(Saved data entries)
┌──

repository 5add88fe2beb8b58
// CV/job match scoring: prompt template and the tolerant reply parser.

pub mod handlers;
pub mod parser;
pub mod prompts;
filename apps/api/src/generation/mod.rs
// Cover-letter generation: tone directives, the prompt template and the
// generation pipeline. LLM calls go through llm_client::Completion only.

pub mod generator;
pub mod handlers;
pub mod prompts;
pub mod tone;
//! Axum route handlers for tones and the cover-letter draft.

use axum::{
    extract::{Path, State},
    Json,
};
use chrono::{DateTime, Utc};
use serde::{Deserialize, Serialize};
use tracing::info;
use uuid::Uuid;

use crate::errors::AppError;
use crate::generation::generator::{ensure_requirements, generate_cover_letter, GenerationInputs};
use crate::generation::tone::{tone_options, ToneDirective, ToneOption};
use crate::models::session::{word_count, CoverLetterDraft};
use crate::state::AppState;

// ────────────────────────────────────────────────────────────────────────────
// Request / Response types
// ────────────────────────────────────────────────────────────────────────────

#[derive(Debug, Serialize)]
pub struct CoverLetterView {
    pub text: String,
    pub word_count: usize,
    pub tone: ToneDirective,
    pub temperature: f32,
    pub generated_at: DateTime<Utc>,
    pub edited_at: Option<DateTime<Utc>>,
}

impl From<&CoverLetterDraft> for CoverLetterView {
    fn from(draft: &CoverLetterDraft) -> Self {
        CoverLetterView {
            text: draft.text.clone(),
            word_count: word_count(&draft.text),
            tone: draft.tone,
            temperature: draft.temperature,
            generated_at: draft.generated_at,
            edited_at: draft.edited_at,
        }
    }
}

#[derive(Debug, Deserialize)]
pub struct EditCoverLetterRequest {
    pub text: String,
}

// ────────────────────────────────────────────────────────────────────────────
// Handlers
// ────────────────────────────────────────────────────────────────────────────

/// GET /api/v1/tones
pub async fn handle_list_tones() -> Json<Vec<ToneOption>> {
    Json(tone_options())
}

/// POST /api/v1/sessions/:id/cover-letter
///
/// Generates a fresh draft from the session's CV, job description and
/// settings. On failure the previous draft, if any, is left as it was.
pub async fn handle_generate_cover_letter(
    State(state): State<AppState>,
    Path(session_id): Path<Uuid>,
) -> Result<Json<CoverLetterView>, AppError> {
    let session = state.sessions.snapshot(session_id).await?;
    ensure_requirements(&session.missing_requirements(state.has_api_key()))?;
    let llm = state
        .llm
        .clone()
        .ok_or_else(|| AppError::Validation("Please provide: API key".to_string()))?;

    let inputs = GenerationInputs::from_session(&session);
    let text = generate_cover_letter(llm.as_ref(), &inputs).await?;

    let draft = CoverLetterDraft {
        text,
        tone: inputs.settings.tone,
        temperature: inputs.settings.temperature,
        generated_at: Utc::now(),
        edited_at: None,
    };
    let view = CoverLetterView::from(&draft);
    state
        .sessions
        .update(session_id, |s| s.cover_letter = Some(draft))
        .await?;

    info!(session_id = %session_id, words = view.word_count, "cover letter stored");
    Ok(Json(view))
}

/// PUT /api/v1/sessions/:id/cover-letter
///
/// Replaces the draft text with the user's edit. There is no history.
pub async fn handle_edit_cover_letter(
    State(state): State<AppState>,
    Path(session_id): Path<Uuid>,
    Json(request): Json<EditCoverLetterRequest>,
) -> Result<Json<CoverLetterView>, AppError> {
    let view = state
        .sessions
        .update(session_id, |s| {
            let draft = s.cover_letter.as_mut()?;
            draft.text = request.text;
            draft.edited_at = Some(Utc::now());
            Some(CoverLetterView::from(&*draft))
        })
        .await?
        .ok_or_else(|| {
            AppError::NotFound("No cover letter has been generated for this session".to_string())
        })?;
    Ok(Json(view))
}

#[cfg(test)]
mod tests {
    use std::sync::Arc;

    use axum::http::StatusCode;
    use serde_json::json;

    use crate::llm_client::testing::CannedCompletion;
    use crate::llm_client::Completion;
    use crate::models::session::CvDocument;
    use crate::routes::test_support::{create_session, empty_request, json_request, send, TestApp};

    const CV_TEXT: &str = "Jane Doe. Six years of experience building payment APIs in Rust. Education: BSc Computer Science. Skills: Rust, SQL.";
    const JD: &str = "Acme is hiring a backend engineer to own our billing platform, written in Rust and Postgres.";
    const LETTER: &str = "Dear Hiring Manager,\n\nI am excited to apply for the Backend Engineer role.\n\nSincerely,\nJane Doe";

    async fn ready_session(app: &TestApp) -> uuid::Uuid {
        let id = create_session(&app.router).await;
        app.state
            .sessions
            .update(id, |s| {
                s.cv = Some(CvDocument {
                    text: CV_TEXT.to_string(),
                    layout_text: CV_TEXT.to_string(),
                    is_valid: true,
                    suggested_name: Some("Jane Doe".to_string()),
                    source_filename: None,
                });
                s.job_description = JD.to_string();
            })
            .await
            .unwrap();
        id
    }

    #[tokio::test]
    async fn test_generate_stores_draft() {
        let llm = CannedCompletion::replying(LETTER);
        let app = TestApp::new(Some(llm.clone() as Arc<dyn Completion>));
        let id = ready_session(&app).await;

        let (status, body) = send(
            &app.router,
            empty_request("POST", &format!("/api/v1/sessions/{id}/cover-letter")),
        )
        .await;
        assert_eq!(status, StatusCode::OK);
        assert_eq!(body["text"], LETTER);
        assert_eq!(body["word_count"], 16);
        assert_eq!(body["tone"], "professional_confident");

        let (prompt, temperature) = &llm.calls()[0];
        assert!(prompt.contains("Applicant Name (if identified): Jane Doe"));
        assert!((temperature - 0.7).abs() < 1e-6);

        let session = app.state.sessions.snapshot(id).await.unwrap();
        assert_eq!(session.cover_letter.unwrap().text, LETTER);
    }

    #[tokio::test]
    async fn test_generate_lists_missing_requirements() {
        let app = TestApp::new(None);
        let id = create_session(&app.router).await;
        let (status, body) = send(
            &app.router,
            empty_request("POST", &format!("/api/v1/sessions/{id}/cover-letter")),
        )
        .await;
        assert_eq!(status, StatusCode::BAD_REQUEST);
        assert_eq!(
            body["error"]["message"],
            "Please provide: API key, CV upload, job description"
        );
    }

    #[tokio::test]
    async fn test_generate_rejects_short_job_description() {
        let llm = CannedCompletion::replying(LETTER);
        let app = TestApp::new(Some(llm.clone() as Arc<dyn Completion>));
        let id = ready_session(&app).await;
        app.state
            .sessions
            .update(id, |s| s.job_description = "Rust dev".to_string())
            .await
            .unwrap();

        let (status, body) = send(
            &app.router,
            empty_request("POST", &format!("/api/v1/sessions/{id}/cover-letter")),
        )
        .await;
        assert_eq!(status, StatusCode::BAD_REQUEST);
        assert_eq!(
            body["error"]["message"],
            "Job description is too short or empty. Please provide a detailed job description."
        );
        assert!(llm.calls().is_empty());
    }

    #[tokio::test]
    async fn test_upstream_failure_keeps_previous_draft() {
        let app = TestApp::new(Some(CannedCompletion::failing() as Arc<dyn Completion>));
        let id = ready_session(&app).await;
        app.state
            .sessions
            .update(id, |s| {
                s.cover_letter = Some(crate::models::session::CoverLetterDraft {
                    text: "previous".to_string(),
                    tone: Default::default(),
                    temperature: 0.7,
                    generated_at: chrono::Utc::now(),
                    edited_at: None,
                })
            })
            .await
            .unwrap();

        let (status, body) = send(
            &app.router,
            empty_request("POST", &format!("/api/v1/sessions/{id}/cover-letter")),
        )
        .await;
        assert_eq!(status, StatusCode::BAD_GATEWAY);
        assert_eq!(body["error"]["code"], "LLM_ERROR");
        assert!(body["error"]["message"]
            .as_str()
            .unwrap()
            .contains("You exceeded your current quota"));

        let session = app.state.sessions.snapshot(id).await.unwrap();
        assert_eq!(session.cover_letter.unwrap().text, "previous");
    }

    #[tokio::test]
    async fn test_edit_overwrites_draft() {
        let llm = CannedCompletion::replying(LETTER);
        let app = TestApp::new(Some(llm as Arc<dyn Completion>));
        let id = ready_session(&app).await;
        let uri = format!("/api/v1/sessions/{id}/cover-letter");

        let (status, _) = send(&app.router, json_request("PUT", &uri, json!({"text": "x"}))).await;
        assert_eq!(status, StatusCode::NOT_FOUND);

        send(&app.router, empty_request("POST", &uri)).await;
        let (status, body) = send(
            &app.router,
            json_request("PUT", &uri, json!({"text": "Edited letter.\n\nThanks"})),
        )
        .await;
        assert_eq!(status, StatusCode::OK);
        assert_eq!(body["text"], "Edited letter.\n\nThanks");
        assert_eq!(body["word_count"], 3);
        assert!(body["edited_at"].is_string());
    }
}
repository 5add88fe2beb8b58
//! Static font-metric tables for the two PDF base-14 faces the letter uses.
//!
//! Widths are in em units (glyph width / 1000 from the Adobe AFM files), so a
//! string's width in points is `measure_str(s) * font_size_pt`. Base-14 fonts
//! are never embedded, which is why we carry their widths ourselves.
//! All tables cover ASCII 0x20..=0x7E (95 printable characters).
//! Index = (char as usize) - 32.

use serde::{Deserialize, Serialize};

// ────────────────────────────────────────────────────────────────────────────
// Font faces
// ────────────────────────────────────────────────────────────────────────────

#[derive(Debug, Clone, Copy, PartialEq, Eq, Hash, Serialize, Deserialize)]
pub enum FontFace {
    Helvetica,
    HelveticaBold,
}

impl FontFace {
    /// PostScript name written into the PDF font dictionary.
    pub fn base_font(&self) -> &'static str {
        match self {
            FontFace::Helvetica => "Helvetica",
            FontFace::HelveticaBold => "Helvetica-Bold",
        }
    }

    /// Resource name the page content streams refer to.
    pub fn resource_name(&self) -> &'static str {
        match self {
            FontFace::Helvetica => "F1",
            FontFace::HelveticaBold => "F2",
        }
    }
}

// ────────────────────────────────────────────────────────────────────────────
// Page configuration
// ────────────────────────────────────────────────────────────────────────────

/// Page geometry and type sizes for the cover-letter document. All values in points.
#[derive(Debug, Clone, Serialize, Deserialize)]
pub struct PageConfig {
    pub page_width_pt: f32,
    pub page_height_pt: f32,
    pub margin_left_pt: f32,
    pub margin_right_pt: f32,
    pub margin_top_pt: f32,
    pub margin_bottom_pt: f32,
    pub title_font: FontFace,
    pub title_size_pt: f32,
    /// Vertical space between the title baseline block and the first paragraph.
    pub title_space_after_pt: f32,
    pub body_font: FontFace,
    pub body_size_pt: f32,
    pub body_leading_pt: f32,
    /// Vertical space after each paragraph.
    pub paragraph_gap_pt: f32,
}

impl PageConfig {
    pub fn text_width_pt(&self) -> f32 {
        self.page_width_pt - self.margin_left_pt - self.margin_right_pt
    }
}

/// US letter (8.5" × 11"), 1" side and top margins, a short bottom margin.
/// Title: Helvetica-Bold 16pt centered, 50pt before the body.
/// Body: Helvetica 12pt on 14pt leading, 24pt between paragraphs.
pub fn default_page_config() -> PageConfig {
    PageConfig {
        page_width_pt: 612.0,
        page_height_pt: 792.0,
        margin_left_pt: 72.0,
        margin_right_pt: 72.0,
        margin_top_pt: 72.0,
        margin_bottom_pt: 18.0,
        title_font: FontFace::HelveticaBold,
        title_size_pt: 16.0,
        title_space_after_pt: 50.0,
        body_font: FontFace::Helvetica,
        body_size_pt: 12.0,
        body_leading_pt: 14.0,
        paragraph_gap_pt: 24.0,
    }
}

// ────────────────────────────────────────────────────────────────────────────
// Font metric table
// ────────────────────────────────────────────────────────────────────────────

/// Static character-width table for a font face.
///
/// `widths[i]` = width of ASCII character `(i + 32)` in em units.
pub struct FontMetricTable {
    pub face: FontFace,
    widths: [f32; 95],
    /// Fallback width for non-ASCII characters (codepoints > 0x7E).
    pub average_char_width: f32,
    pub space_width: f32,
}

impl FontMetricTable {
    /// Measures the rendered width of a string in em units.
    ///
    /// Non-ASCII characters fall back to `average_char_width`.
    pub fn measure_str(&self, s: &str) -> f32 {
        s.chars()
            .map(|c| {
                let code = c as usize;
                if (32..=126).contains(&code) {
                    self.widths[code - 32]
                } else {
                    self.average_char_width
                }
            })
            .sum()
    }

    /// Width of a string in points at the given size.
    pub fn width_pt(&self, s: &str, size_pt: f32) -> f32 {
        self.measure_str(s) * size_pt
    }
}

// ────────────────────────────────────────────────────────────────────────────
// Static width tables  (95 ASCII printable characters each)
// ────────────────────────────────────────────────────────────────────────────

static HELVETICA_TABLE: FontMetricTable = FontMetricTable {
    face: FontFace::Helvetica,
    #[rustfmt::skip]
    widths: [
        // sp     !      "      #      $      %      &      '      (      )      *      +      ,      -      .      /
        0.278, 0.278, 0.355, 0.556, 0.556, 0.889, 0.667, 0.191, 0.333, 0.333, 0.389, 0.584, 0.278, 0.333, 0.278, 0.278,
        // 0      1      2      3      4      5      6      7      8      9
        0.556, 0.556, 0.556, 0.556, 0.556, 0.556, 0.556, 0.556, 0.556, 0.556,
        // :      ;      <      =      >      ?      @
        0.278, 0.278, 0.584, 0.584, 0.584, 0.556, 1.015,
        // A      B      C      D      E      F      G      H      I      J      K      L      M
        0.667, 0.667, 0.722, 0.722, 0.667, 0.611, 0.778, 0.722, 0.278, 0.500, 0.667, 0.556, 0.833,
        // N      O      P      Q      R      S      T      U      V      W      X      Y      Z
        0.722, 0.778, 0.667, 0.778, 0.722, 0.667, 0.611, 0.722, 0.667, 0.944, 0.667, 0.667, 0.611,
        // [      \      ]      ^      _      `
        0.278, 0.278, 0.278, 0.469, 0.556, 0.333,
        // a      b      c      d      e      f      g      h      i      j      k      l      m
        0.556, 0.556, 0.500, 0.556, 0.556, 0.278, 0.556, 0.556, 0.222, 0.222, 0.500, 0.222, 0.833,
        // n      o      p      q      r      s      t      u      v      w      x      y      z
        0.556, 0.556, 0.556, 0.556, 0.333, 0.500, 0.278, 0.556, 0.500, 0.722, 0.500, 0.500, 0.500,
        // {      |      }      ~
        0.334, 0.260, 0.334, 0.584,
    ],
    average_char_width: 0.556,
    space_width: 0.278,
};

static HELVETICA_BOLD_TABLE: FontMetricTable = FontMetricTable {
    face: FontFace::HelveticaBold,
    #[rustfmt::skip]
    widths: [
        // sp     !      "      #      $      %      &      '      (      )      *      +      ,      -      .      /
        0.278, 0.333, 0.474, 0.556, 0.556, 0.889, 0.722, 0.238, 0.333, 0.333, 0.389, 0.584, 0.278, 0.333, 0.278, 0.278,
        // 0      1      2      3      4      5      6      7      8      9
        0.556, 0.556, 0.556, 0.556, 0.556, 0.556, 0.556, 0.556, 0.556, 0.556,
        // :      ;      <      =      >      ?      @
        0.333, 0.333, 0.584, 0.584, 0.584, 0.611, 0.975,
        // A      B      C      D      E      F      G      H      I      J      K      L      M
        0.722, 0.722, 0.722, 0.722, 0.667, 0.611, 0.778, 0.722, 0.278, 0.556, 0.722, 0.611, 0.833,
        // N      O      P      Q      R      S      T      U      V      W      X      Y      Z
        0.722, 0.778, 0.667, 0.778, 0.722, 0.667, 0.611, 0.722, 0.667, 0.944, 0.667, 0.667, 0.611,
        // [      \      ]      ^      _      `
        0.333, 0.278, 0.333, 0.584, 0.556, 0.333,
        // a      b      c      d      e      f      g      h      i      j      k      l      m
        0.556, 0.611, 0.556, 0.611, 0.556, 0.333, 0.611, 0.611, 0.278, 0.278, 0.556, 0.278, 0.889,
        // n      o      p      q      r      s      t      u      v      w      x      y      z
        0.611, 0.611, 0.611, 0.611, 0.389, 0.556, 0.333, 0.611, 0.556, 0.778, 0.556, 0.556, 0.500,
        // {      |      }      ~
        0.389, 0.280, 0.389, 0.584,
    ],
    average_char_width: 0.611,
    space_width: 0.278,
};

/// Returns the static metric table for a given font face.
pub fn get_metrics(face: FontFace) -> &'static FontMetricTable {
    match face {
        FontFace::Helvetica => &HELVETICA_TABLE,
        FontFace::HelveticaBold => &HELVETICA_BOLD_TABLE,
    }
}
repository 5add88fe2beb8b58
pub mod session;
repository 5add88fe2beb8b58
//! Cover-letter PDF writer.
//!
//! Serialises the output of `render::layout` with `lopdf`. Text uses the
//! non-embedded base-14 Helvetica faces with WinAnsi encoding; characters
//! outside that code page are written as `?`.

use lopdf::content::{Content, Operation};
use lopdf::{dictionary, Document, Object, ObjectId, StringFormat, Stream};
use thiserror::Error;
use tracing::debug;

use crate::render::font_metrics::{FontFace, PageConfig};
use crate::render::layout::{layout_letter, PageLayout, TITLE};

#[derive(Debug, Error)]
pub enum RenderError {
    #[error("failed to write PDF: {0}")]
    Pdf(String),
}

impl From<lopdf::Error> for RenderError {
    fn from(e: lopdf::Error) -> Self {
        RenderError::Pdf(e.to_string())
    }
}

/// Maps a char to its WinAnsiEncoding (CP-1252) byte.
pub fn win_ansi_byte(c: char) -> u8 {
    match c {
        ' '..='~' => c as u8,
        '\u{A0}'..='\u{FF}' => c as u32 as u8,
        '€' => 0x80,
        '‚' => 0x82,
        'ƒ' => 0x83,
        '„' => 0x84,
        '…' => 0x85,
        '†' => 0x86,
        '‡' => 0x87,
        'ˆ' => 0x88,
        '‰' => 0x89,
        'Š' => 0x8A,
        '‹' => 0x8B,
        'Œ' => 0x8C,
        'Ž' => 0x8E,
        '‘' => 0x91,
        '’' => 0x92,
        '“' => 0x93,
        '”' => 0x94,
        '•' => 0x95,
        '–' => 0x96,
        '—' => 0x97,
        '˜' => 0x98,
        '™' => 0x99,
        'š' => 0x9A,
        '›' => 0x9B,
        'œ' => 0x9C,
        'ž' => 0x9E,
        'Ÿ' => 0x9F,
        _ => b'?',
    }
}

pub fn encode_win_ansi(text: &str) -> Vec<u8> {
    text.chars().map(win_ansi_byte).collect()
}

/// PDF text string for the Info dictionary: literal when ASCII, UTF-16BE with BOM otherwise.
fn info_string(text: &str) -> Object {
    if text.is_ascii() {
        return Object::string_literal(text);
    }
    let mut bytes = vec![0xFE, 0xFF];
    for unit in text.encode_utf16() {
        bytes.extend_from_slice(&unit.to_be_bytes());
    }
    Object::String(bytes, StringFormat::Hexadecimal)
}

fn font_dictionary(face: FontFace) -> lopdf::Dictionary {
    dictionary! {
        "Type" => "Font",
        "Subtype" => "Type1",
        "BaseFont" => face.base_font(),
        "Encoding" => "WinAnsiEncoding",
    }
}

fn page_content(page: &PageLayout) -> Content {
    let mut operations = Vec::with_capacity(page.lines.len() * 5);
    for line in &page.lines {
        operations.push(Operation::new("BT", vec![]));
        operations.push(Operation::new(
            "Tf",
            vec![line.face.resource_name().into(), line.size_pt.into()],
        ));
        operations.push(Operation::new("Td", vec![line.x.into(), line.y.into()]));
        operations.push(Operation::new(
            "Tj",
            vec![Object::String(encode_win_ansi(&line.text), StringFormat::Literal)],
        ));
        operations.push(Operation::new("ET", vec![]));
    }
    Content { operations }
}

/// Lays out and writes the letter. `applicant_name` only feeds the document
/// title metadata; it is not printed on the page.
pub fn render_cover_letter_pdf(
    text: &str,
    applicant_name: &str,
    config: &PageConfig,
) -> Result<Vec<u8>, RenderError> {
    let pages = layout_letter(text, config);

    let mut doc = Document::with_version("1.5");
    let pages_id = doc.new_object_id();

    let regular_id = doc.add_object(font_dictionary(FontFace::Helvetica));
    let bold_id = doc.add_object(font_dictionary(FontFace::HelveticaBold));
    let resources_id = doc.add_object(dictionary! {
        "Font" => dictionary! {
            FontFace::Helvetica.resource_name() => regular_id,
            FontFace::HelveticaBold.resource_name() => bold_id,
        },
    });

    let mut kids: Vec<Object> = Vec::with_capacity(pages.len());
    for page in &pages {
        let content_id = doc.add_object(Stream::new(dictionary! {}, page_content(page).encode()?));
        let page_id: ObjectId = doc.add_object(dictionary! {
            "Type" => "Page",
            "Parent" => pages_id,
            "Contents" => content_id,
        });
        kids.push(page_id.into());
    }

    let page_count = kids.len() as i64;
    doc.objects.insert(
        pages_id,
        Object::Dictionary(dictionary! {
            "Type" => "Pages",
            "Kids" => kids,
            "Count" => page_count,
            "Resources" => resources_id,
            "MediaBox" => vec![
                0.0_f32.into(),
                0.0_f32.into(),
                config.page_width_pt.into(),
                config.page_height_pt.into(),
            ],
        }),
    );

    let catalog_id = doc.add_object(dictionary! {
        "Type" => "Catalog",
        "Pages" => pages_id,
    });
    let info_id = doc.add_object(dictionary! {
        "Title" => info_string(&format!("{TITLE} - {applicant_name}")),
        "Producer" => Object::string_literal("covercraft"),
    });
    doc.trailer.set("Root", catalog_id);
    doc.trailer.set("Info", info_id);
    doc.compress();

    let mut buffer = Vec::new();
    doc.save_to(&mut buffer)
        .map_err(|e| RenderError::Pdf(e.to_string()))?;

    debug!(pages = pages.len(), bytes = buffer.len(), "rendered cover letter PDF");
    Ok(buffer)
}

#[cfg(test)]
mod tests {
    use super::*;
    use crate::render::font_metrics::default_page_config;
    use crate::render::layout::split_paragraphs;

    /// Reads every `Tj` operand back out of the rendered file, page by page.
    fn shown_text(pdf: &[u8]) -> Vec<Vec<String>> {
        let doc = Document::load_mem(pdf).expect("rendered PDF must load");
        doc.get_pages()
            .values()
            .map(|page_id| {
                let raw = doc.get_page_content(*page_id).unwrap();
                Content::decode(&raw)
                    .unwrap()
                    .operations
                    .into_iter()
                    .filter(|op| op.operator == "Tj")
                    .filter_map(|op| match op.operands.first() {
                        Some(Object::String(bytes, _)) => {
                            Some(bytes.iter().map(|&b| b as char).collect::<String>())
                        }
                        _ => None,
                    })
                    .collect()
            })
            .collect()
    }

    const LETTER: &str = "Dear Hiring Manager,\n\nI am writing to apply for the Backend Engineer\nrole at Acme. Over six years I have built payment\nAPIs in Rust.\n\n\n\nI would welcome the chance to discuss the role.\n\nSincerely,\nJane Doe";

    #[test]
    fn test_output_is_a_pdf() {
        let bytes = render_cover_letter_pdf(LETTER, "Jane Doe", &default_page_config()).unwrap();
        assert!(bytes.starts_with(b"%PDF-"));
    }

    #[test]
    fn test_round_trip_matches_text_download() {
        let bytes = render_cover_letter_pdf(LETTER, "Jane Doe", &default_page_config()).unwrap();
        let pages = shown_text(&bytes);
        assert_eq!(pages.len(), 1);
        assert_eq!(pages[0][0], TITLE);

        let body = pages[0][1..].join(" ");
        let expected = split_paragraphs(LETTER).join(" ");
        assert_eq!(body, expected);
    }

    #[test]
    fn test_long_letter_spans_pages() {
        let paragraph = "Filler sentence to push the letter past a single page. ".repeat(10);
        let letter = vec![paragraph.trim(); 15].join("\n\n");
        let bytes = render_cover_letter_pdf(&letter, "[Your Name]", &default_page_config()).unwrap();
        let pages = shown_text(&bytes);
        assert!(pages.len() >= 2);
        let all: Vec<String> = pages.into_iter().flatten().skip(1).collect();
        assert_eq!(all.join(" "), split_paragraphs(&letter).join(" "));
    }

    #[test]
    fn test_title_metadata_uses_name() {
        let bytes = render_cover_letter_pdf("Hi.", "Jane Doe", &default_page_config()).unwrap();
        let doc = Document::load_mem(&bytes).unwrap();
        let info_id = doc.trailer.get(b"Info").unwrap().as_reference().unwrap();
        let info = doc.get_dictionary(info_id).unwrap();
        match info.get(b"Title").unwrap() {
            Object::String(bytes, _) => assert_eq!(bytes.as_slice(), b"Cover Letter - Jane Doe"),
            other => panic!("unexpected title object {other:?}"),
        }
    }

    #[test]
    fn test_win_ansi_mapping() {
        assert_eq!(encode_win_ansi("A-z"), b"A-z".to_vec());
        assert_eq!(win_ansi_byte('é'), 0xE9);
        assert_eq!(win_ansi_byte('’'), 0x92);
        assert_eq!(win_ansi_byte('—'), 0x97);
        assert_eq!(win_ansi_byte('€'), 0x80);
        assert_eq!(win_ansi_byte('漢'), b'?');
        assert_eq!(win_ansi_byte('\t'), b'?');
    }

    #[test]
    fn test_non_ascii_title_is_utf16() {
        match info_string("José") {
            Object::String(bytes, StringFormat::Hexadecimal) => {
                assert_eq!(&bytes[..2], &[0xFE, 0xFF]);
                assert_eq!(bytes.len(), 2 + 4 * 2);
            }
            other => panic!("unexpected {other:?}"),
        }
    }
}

└──

• EXERCISE BRIEF
Provide only the number of lines in the records containing the string "push".

• EXERCISE ANSWER
7